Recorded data
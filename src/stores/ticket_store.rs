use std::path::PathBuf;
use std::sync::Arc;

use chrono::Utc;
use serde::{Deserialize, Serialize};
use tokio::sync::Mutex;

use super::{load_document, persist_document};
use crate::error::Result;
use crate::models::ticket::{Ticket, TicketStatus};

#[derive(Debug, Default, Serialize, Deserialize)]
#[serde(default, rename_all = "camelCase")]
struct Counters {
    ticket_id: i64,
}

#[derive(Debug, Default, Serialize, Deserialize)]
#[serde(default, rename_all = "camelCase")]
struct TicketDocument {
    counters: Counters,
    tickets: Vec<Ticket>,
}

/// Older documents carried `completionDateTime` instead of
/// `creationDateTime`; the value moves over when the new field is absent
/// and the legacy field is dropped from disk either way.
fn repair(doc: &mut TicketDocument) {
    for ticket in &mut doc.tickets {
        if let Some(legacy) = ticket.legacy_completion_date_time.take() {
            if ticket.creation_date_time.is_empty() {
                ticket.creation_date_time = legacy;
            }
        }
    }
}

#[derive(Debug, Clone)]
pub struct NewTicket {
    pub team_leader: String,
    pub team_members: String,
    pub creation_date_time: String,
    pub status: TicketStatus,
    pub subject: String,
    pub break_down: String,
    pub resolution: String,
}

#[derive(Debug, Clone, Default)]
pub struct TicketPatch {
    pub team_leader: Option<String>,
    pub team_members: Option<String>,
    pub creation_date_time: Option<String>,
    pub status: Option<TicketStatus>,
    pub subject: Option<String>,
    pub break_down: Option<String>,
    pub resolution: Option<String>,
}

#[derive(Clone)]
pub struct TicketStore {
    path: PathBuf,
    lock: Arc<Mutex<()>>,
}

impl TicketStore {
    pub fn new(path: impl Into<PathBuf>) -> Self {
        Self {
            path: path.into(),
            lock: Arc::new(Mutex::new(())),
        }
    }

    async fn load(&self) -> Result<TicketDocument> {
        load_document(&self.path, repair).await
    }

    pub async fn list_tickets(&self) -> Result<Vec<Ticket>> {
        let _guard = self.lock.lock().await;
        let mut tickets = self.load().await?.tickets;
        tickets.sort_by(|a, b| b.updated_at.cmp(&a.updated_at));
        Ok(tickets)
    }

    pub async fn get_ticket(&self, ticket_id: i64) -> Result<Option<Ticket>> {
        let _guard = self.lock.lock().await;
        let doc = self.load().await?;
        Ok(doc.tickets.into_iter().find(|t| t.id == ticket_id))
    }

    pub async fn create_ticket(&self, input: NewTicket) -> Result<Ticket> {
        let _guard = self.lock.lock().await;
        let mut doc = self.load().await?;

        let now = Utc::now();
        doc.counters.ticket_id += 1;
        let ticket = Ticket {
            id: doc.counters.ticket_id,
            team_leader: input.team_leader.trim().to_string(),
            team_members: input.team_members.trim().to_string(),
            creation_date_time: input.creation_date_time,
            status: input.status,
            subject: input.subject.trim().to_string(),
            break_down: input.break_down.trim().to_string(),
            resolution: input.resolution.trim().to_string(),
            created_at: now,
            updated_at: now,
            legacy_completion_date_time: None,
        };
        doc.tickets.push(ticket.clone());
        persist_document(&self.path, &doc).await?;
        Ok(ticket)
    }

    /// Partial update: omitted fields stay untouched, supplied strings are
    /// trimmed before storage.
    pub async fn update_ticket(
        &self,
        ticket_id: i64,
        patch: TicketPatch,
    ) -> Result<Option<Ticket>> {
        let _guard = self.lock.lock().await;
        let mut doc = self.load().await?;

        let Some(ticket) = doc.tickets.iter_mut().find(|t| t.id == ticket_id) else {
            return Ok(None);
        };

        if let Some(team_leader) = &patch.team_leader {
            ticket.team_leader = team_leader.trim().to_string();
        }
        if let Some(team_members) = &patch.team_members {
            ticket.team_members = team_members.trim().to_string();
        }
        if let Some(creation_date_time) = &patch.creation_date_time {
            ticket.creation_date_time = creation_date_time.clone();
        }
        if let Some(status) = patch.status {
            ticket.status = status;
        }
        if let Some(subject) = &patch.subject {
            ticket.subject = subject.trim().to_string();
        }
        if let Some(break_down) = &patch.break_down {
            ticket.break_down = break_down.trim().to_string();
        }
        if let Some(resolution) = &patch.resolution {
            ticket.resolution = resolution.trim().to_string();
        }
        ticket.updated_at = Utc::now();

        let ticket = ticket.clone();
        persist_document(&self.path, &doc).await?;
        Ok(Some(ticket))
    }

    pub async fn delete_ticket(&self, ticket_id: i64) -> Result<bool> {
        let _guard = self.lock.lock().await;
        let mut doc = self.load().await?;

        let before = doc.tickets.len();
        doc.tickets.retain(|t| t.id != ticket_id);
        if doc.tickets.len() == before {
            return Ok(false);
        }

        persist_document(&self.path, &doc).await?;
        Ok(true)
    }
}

* What the task requires
From the records above, extract every entry exactly as given.

* Result of this exercise
filename src/stores/ticket_store.rs
use std::path::PathBuf;
use std::sync::Arc;

use chrono::Utc;
use serde::{Deserialize, Serialize};
use tokio::sync::Mutex;

use super::{load_document, persist_document};
use crate::error::Result;
use crate::models::ticket::{Ticket, TicketStatus};

#[derive(Debug, Default, Serialize, Deserialize)]
#[serde(default, rename_all = "camelCase")]
struct Counters {
    ticket_id: i64,
}

#[derive(Debug, Default, Serialize, Deserialize)]
#[serde(default, rename_all = "camelCase")]
struct TicketDocument {
    counters: Counters,
    tickets: Vec<Ticket>,
}

/// Older documents carried `completionDateTime` instead of
/// `creationDateTime`; the value moves over when the new field is absent
/// and the legacy field is dropped from disk either way.
fn repair(doc: &mut TicketDocument) {
    for ticket in &mut doc.tickets {
        if let Some(legacy) = ticket.legacy_completion_date_time.take() {
            if ticket.creation_date_time.is_empty() {
                ticket.creation_date_time = legacy;
            }
        }
    }
}

#[derive(Debug, Clone)]
pub struct NewTicket {
    pub team_leader: String,
    pub team_members: String,
    pub creation_date_time: String,
    pub status: TicketStatus,
    pub subject: String,
    pub break_down: String,
    pub resolution: String,
}

#[derive(Debug, Clone, Default)]
pub struct TicketPatch {
    pub team_leader: Option<String>,
    pub team_members: Option<String>,
    pub creation_date_time: Option<String>,
    pub status: Option<TicketStatus>,
    pub subject: Option<String>,
    pub break_down: Option<String>,
    pub resolution: Option<String>,
}

#[derive(Clone)]
pub struct TicketStore {
    path: PathBuf,
    lock: Arc<Mutex<()>>,
}

impl TicketStore {
    pub fn new(path: impl Into<PathBuf>) -> Self {
        Self {
            path: path.into(),
            lock: Arc::new(Mutex::new(())),
        }
    }

    async fn load(&self) -> Result<TicketDocument> {
        load_document(&self.path, repair).await
    }

    pub async fn list_tickets(&self) -> Result<Vec<Ticket>> {
        let _guard = self.lock.lock().await;
        let mut tickets = self.load().await?.tickets;
        tickets.sort_by(|a, b| b.updated_at.cmp(&a.updated_at));
        Ok(tickets)
    }

    pub async fn get_ticket(&self, ticket_id: i64) -> Result<Option<Ticket>> {
        let _guard = self.lock.lock().await;
        let doc = self.load().await?;
        Ok(doc.tickets.into_iter().find(|t| t.id == ticket_id))
    }

    pub async fn create_ticket(&self, input: NewTicket) -> Result<Ticket> {
        let _guard = self.lock.lock().await;
        let mut doc = self.load().await?;

        let now = Utc::now();
        doc.counters.ticket_id += 1;
        let ticket = Ticket {
            id: doc.counters.ticket_id,
            team_leader: input.team_leader.trim().to_string(),
            team_members: input.team_members.trim().to_string(),
            creation_date_time: input.creation_date_time,
            status: input.status,
            subject: input.subject.trim().to_string(),
            break_down: input.break_down.trim().to_string(),
            resolution: input.resolution.trim().to_string(),
            created_at: now,
            updated_at: now,
            legacy_completion_date_time: None,
        };
        doc.tickets.push(ticket.clone());
        persist_document(&self.path, &doc).await?;
        Ok(ticket)
    }

    /// Partial update: omitted fields stay untouched, supplied strings are
    /// trimmed before storage.
    pub async fn update_ticket(
        &self,
        ticket_id: i64,
        patch: TicketPatch,
    ) -> Result<Option<Ticket>> {
        let _guard = self.lock.lock().await;
        let mut doc = self.load().await?;

        let Some(ticket) = doc.tickets.iter_mut().find(|t| t.id == ticket_id) else {
            return Ok(None);
        };

        if let Some(team_leader) = &patch.team_leader {
            ticket.team_leader = team_leader.trim().to_string();
        }
        if let Some(team_members) = &patch.team_members {
            ticket.team_members = team_members.trim().to_string();
        }
        if let Some(creation_date_time) = &patch.creation_date_time {
            ticket.creation_date_time = creation_date_time.clone();
        }
        if let Some(status) = patch.status {
            ticket.status = status;
        }
        if let Some(subject) = &patch.subject {
            ticket.subject = subject.trim().to_string();
        }
        if let Some(break_down) = &patch.break_down {
            ticket.break_down = break_down.trim().to_string();
        }
        if let Some(resolution) = &patch.resolution {
            ticket.resolution = resolution.trim().to_string();
        }
        ticket.updated_at = Utc::now();

        let ticket = ticket.clone();
        persist_document(&self.path, &doc).await?;
        Ok(Some(ticket))
    }

    pub async fn delete_ticket(&self, ticket_id: i64) -> Result<bool> {
        let _guard = self.lock.lock().await;
        let mut doc = self.load().await?;

        let before = doc.tickets.len();
        doc.tickets.retain(|t| t.id != ticket_id);
        if doc.tickets.len() == before {
            return Ok(false);
        }

        persist_document(&self.path, &doc).await?;
        Ok(true)
    }
}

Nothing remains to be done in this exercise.